DOÑA DOLORES.─ ¡Hija mía, hija mía!
DON LUIS.─ (Dándose golpes en el pecho.) Mea culpa, mea culpa, mea culpa...
(Los demás le miran.)
DON LUIS.─ Como soy el ser más inteligente de esta casa, prerrogativa de mi sexo y de mi edad, hace tiempo comprendí que una cucharada de lentejas menos entre seis platos no podía perjudicar a nadie. Y que, recayendo sobre mí la mayor parte de las responsabilidades de este hogar, tenía perfecto derecho a esta sobrealimentación. Así, desde hace aproximadamente un mes, ya sea lo que haya en la cacerola lentejas, garbanzos mondos y lirondos, arroz con chirlas o agua con sospechas de bacalao, yo, con la disculpa de ir a hacer mis necesidades, me meto en la cocina, invisible y fugaz como Arsenio Lupin, y me tomo una cucharada.

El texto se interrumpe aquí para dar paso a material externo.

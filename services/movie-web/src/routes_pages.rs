use axum::{extract::State, http::StatusCode, response::IntoResponse};
use serde_json::json;

use crate::pages::PageResult;
use crate::state::SharedState;

pub async fn home(State(state): State<SharedState>) -> PageResult {
    state.page(
        "home",
        "Welcome",
        json!({
            "name": state.config.site_author,
            "studentId": state.config.site_author_id,
        }),
    )
}

pub async fn data_status(State(state): State<SharedState>) -> PageResult {
    let context = match state.dataset.dataset() {
        Ok(ds) => json!({
            "ready": true,
            "message": "JSON data is loaded and ready!",
            "count": ds.len(),
            "empty": ds.is_empty(),
            "fingerprint": ds.fingerprint_hex(),
        }),
        Err(_) => json!({
            "ready": false,
            "message": "Movie data could not be loaded.",
        }),
    };
    state.page("data", "Movie Data", context)
}

pub async fn search_id_form(State(state): State<SharedState>) -> PageResult {
    state.page("searchById", "Search by Movie ID", json!({}))
}

pub async fn search_title_form(State(state): State<SharedState>) -> PageResult {
    state.page("searchByTitle", "Search by Movie Title", json!({}))
}

pub async fn not_found(State(state): State<SharedState>) -> impl IntoResponse {
    state.error_page(StatusCode::NOT_FOUND, "The page you are looking for does not exist.")
}
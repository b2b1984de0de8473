//! The loaded movie collection and the slot the service holds it in.

use std::path::Path;
use std::sync::Arc;

use tracing::{error, info};

use crate::{IdIndex, LoadError, MovieId, MovieRecord, QueryError, QueryResult};

pub type Hash32 = [u8; 32];

/// Immutable, ordered snapshot of the movie dataset.
#[derive(Debug, Clone)]
pub struct Dataset {
    movies: Vec<MovieRecord>,
    by_id: IdIndex,
    fingerprint: Option<Hash32>,
}

impl Dataset {
    pub fn new(movies: Vec<MovieRecord>) -> Self {
        let by_id = IdIndex::build(&movies);
        Self { movies, by_id, fingerprint: None }
    }

    /// Parses a JSON array of movie objects. The fingerprint is the
    /// BLAKE3 hash of the exact bytes given.
    pub fn from_slice(bytes: &[u8]) -> Result<Self, LoadError> {
        let movies: Vec<MovieRecord> = serde_json::from_slice(bytes)?;
        let mut ds = Self::new(movies);
        ds.fingerprint = Some(blake3::hash(bytes).into());
        Ok(ds)
    }

    pub fn load(path: impl AsRef<Path>) -> Result<Self, LoadError> {
        let path = path.as_ref();
        let bytes = std::fs::read(path).map_err(|source| LoadError::Io {
            path: path.display().to_string(),
            source,
        })?;
        Self::from_slice(&bytes)
    }

    pub fn movies(&self) -> &[MovieRecord] {
        &self.movies
    }

    pub fn len(&self) -> usize {
        self.movies.len()
    }

    pub fn is_empty(&self) -> bool {
        self.movies.is_empty()
    }

    pub fn get(&self, pos: usize) -> Option<&MovieRecord> {
        self.movies.get(pos)
    }

    pub fn position_of(&self, id: MovieId) -> Option<usize> {
        self.by_id.position(id)
    }

    pub fn fingerprint_hex(&self) -> Option<String> {
        self.fingerprint.map(hex::encode)
    }
}

/// Either a loaded dataset or the reason there is none.
#[derive(Debug, Clone)]
pub enum DatasetSlot {
    Ready(Arc<Dataset>),
    Unavailable(String),
}

impl DatasetSlot {
    /// Loads the document at `path`. A failure is logged and yields
    /// `Unavailable`; it never aborts the caller.
    pub fn load(path: impl AsRef<Path>) -> Self {
        let path = path.as_ref();
        match Dataset::load(path) {
            Ok(ds) => {
                info!(
                    path = %path.display(),
                    movies = ds.len(),
                    fingerprint = ds.fingerprint_hex().unwrap_or_default(),
                    "movie dataset loaded"
                );
                Self::Ready(Arc::new(ds))
            }
            Err(e) => {
                error!(path = %path.display(), error = %e, "failed to load movie dataset");
                Self::Unavailable(e.to_string())
            }
        }
    }

    pub fn dataset(&self) -> QueryResult<&Dataset> {
        match self {
            Self::Ready(ds) => Ok(ds.as_ref()),
            Self::Unavailable(reason) => Err(QueryError::DatasetUnavailable(reason.clone())),
        }
    }

    pub fn is_ready(&self) -> bool {
        matches!(self, Self::Ready(_))
    }
}

impl From<Dataset> for DatasetSlot {
    fn from(ds: Dataset) -> Self {
        Self::Ready(Arc::new(ds))
    }
}
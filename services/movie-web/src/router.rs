use axum::{handler::Handler, routing::get, Router};
use tower_http::{cors::CorsLayer, services::ServeDir, trace::TraceLayer};

use crate::state::SharedState;
use crate::{routes_listings, routes_movies, routes_pages};

/// Pages first, then static assets from the public directory, then the
/// 404 view.
pub fn build_router(state: SharedState) -> Router {
    let not_found = routes_pages::not_found.with_state(state.clone());
    let assets = ServeDir::new(&state.config.public_dir).not_found_service(not_found);

    Router::new()
        .route("/", get(routes_pages::home))
        .route("/data", get(routes_pages::data_status))
        .route("/data/movie/:index", get(routes_movies::movie_by_index))
        .route("/data/search/id", get(routes_pages::search_id_form))
        .route("/data/search/id/", get(routes_pages::search_id_form))
        .route("/data/search/id/result", get(routes_movies::search_id_result))
        .route("/data/search/title", get(routes_pages::search_title_form))
        .route("/data/search/title/", get(routes_pages::search_title_form))
        .route("/data/search/title/result", get(routes_movies::search_title_result))
        .route("/allData", get(routes_listings::all_data))
        .route("/filteredData", get(routes_listings::filtered_data))
        .route("/highlightedData", get(routes_listings::highlighted_data))
        .route("/pg13", get(routes_listings::pg13))
        .fallback_service(assets)
        .layer(TraceLayer::new_for_http())
        .layer(CorsLayer::permissive())
        .with_state(state)
}
pub mod schema;
pub mod error;
pub mod index;
pub mod dataset;
pub mod query;

pub use schema::*;
pub use error::*;
pub use index::*;
pub use dataset::*;
pub use query::*;
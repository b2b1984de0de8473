use std::collections::HashMap;

use crate::{MovieId, MovieRecord};

/// Maps a movie id to the position of its first occurrence.
#[derive(Debug, Clone)]
pub struct IdIndex {
    map: HashMap<MovieId, usize>,
}

impl IdIndex {
    pub fn build(movies: &[MovieRecord]) -> Self {
        let mut idx = Self::with_capacity(movies.len());
        for (pos, movie) in movies.iter().enumerate() {
            idx.add(movie.movie_id, pos);
        }
        idx
    }

    fn with_capacity(n: usize) -> Self {
        Self { map: HashMap::with_capacity(n) }
    }

    /// Later duplicates never replace the first position.
    pub fn add(&mut self, id: MovieId, pos: usize) {
        self.map.entry(id).or_insert(pos);
    }

    pub fn position(&self, id: MovieId) -> Option<usize> {
        self.map.get(&id).copied()
    }
}
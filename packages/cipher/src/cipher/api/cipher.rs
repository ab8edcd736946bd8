//! Entry point for the fluent cipher API

use super::{CaesarBuilder, ScytaleBuilder, VigenereBuilder};

/// Entry point for cipher operations
pub struct Cipher;

impl Cipher {
    /// Caesar cipher: one fixed shift for every letter
    #[must_use]
    pub fn caesar() -> CaesarBuilder {
        CaesarBuilder::new()
    }

    /// Vigenère cipher: shifts taken from a repeating key
    #[must_use]
    pub fn vigenere() -> VigenereBuilder {
        VigenereBuilder::new()
    }

    /// Scytale transposition: characters permuted around a rod
    #[must_use]
    pub fn scytale() -> ScytaleBuilder {
        ScytaleBuilder::new()
    }
}
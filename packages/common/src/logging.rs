//! Structured logging infrastructure
//!
//! env_logger based setup plus helpers that describe cipher operations
//! without ever writing key material to the log.

use log::{debug, info, warn};
use sha2::{Digest, Sha256};
use std::sync::Once;

static INIT_LOGGER: Once = Once::new();

/// Logging setup and structured log helpers
pub struct LoggingTransformer;

impl LoggingTransformer {
    /// Initialize logging (call once at application startup)
    ///
    /// Levels are configured through `RUST_LOG`:
    /// - `RUST_LOG=debug` - every cipher operation
    /// - `RUST_LOG=warn` - only rejected inputs
    /// - `RUST_LOG=quill_cipher=debug` - module-specific levels
    pub fn init() {
        INIT_LOGGER.call_once(|| {
            env_logger::Builder::from_default_env()
                .format_timestamp_micros()
                .init();

            info!("Structured logging initialized");
        });
    }

    /// Initialize logging for test environments
    ///
    /// Safe to call from every test; repeated initialization is ignored.
    pub fn init_test() {
        let _ = env_logger::Builder::from_default_env()
            .is_test(true)
            .try_init();
    }

    /// Log a completed cipher operation
    pub fn log_cipher_operation(algorithm: &str, direction: &str, message_len: usize) {
        debug!("Cipher: {algorithm} {direction} (message_len: {message_len})");
    }

    /// Log an input rejected before any output was produced
    pub fn log_precondition_violation(algorithm: &str, error: &dyn std::error::Error) {
        warn!("Cipher precondition violated: {algorithm} ({error})");
    }

    /// Log which key was used, by fingerprint only
    pub fn log_key_fingerprint(algorithm: &str, key: &str) {
        let fingerprint = Self::key_fingerprint(key);
        debug!("Cipher: {algorithm} keyed (key_fingerprint: {fingerprint})");
    }

    /// SHA-256 fingerprint of a key, first 12 hex characters prefixed by `#`
    #[must_use]
    pub fn key_fingerprint(key: &str) -> String {
        let hash = Sha256::digest(key.as_bytes());
        let hex_hash = format!("{hash:x}");
        format!("#{}", &hex_hash[..12])
    }
}
//! Cipher algorithm definitions and metadata

use serde::{Deserialize, Serialize};
use std::fmt;
use std::str::FromStr;

/// Supported cipher algorithms
///
/// None of these offer any real secrecy. They exist for teaching,
/// puzzles and legacy formats; never use them to protect data.
#[derive(Clone, Copy, Debug, PartialEq, Eq, Hash, Serialize, Deserialize)]
pub enum CipherAlgorithm {
    /// Caesar cipher
    ///
    /// - Every letter rotated by one fixed shift
    /// - 25 useful keys
    #[serde(rename = "caesar")]
    Caesar,

    /// Vigenère cipher
    ///
    /// - Letter `n` rotated by the position of key letter `n mod len(key)`
    /// - Non-letters do not consume key letters
    #[serde(rename = "vigenere")]
    Vigenere,

    /// Scytale transposition
    ///
    /// - Text padded with `_` to a multiple of the row count
    /// - Characters permuted, never substituted
    #[serde(rename = "scytale")]
    Scytale,
}

impl CipherAlgorithm {
    /// Get the human-readable name of the algorithm
    #[must_use]
    pub fn name(&self) -> &'static str {
        match self {
            Self::Caesar => "Caesar",
            Self::Vigenere => "Vigenère",
            Self::Scytale => "Scytale",
        }
    }

    /// The non-letter token this algorithm's messages conventionally use
    #[must_use]
    pub fn non_letter_token(&self) -> char {
        match self {
            Self::Caesar | Self::Vigenere => ' ',
            Self::Scytale => crate::cipher::scytale::PADDING,
        }
    }

    /// Whether the algorithm substitutes letters (as opposed to moving them)
    #[must_use]
    pub fn is_substitution(&self) -> bool {
        matches!(self, Self::Caesar | Self::Vigenere)
    }

    /// Get all algorithm variants
    #[must_use]
    pub fn all() -> &'static [Self] {
        &[Self::Caesar, Self::Vigenere, Self::Scytale]
    }
}

impl fmt::Display for CipherAlgorithm {
    fn fmt(&self, f: &mut fmt::Formatter<'_>) -> fmt::Result {
        write!(f, "{}", self.name())
    }
}

impl FromStr for CipherAlgorithm {
    type Err = crate::CipherError;

    fn from_str(s: &str) -> Result<Self, Self::Err> {
        match s.trim().to_lowercase().as_str() {
            "caesar" | "shift" | "rot" => Ok(Self::Caesar),
            "vigenere" | "vigenère" | "polyalphabetic" => Ok(Self::Vigenere),
            "scytale" | "rod" | "transposition" => Ok(Self::Scytale),
            _ => Err(crate::CipherError::UnsupportedAlgorithm(s.to_string())),
        }
    }
}
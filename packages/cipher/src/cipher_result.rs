//! Async cipher result type implementing the unwrapping pattern

use crate::{CipherError, Result};
use quill_common::NotResult;
use std::future::Future;
use std::pin::Pin;
use std::task::{Context, Poll};
use tokio::sync::oneshot;

/// Pending result of a cipher operation running on a tokio task
pub struct CipherResult {
    receiver: Option<oneshot::Receiver<Result<String>>>,
    completed: bool,
}

/// Cipher result with a user-defined result handler
pub struct CipherResultWithHandler<F> {
    receiver: Option<oneshot::Receiver<Result<String>>>,
    handler: Option<F>,
    completed: bool,
}

impl CipherResult {
    /// Create a `CipherResult` from a receiver
    #[must_use]
    pub fn from_receiver(receiver: oneshot::Receiver<Result<String>>) -> Self {
        Self {
            receiver: Some(receiver),
            completed: false,
        }
    }

    /// Create a `CipherResult` that's already completed
    #[must_use]
    pub fn ready(result: Result<String>) -> Self {
        let (tx, rx) = oneshot::channel();
        let _ = tx.send(result);
        Self::from_receiver(rx)
    }

    /// Create a `CipherResult` that yields an error
    #[must_use]
    pub fn error(error: CipherError) -> Self {
        Self::ready(Err(error))
    }

    /// Attach a handler that turns the `Result` into a plain value
    #[must_use]
    pub fn on_result<F, T>(self, handler: F) -> CipherResultWithHandler<F>
    where
        F: FnOnce(Result<String>) -> T,
        T: NotResult,
    {
        CipherResultWithHandler {
            receiver: self.receiver,
            handler: Some(handler),
            completed: self.completed,
        }
    }
}

fn task_dropped() -> CipherError {
    CipherError::Internal("Cipher task dropped".to_string())
}

impl Future for CipherResult {
    type Output = Result<String>;

    fn poll(mut self: Pin<&mut Self>, cx: &mut Context<'_>) -> Poll<Self::Output> {
        if self.completed {
            return Poll::Ready(Err(CipherError::Internal(
                "CipherResult polled after completion".to_string(),
            )));
        }

        let Some(receiver) = self.receiver.as_mut() else {
            return Poll::Ready(Err(CipherError::Internal(
                "CipherResult receiver already consumed".to_string(),
            )));
        };

        match Pin::new(receiver).poll(cx) {
            Poll::Ready(received) => {
                self.completed = true;
                self.receiver = None;
                Poll::Ready(received.unwrap_or_else(|_| Err(task_dropped())))
            }
            Poll::Pending => Poll::Pending,
        }
    }
}

impl<F, T> Future for CipherResultWithHandler<F>
where
    F: FnOnce(Result<String>) -> T + Unpin,
    T: NotResult,
{
    type Output = T;

    fn poll(self: Pin<&mut Self>, cx: &mut Context<'_>) -> Poll<Self::Output> {
        let this = self.get_mut();

        // A completed handler future stays pending forever instead of panicking
        if this.completed {
            return Poll::Pending;
        }

        let result = match this.receiver.as_mut() {
            Some(receiver) => match Pin::new(receiver).poll(cx) {
                Poll::Ready(received) => received.unwrap_or_else(|_| Err(task_dropped())),
                Poll::Pending => return Poll::Pending,
            },
            None => Err(CipherError::Internal(
                "CipherResult receiver already consumed".to_string(),
            )),
        };

        this.completed = true;
        this.receiver = None;
        match this.handler.take() {
            Some(handler) => Poll::Ready(handler(result)),
            None => Poll::Pending,
        }
    }
}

DOÑA DOLORES.─ (Escandalizada.) Pero..., ¿no os dais cuenta de que tres cucharadas...?
DON LUIS.─ Y la tuya, cuatro.
DOÑA DOLORES.─ Que cuatro cucharadas...
DON LUIS.─ Y dos de Julio y su madre.
DOÑA DOLORES.─ ¿Julio y su madre?
DON LUIS.─ Claro; parecen tontos, pero el hambre aguza el ingenio. Contabiliza seis cucharadas. Y a veces, siete, porque Manolita se toma también la del niño.
DOÑA DOLORES.─ ¡Siete cucharadas! Pero si es todo lo que pongo en la tacilla... (Está a punto de llorar.) Todo lo que pongo. Si no dan más.
( MANOLITA sigue sollozando)
DON LUIS.─ No lloréis, por favor, no lloréis...
LUIS.─ Yo, papá, ya te digo, sólo...
MANOLITA.─ (Hablando al tiempo de Luis.) Por este hijo, ha sido por este hijo.
DON LUIS.─ (Sobreponiéndose a las voces de los otros.) Pero, ¿qué más da? Ya lo dice la radio: «no pasa nada». ¿Qué más da que lo comamos en la cocina o en la mesa? Nosotros somos los mismos, las cucharadas son las mismas...
MANOLITA.─ ¡Qué vergüenza, qué vergüenza!
DON LUIS.─ No, Manolita: qué hambre.

ACTIVIDADES.-
  1. Doña Dolores expone: “No sé si habréis notado que hoy casi no hay lentejas”. ¿Sobre quién cargan todas las culpas?
  2. A continuación, comienzan las autoconfesiones de todos sus miembros. ¿Cómo diluye Luis su culpabilidad? ¿Y qué argumenta Manolita?
  3. La confesión de don Luis merece una atención especial. Su disculpa se basa en un hecho que todos los personajes habrán tenido en cuenta al meter la cuchara en la cazuela. ¿De qué se trata? Por otro lado hace referencia clara a la alimentación de la familia en los últimos meses de guerra. ¿A qué platos se refiere?
  4. ¿Qué conclusión se deduce de este episodio?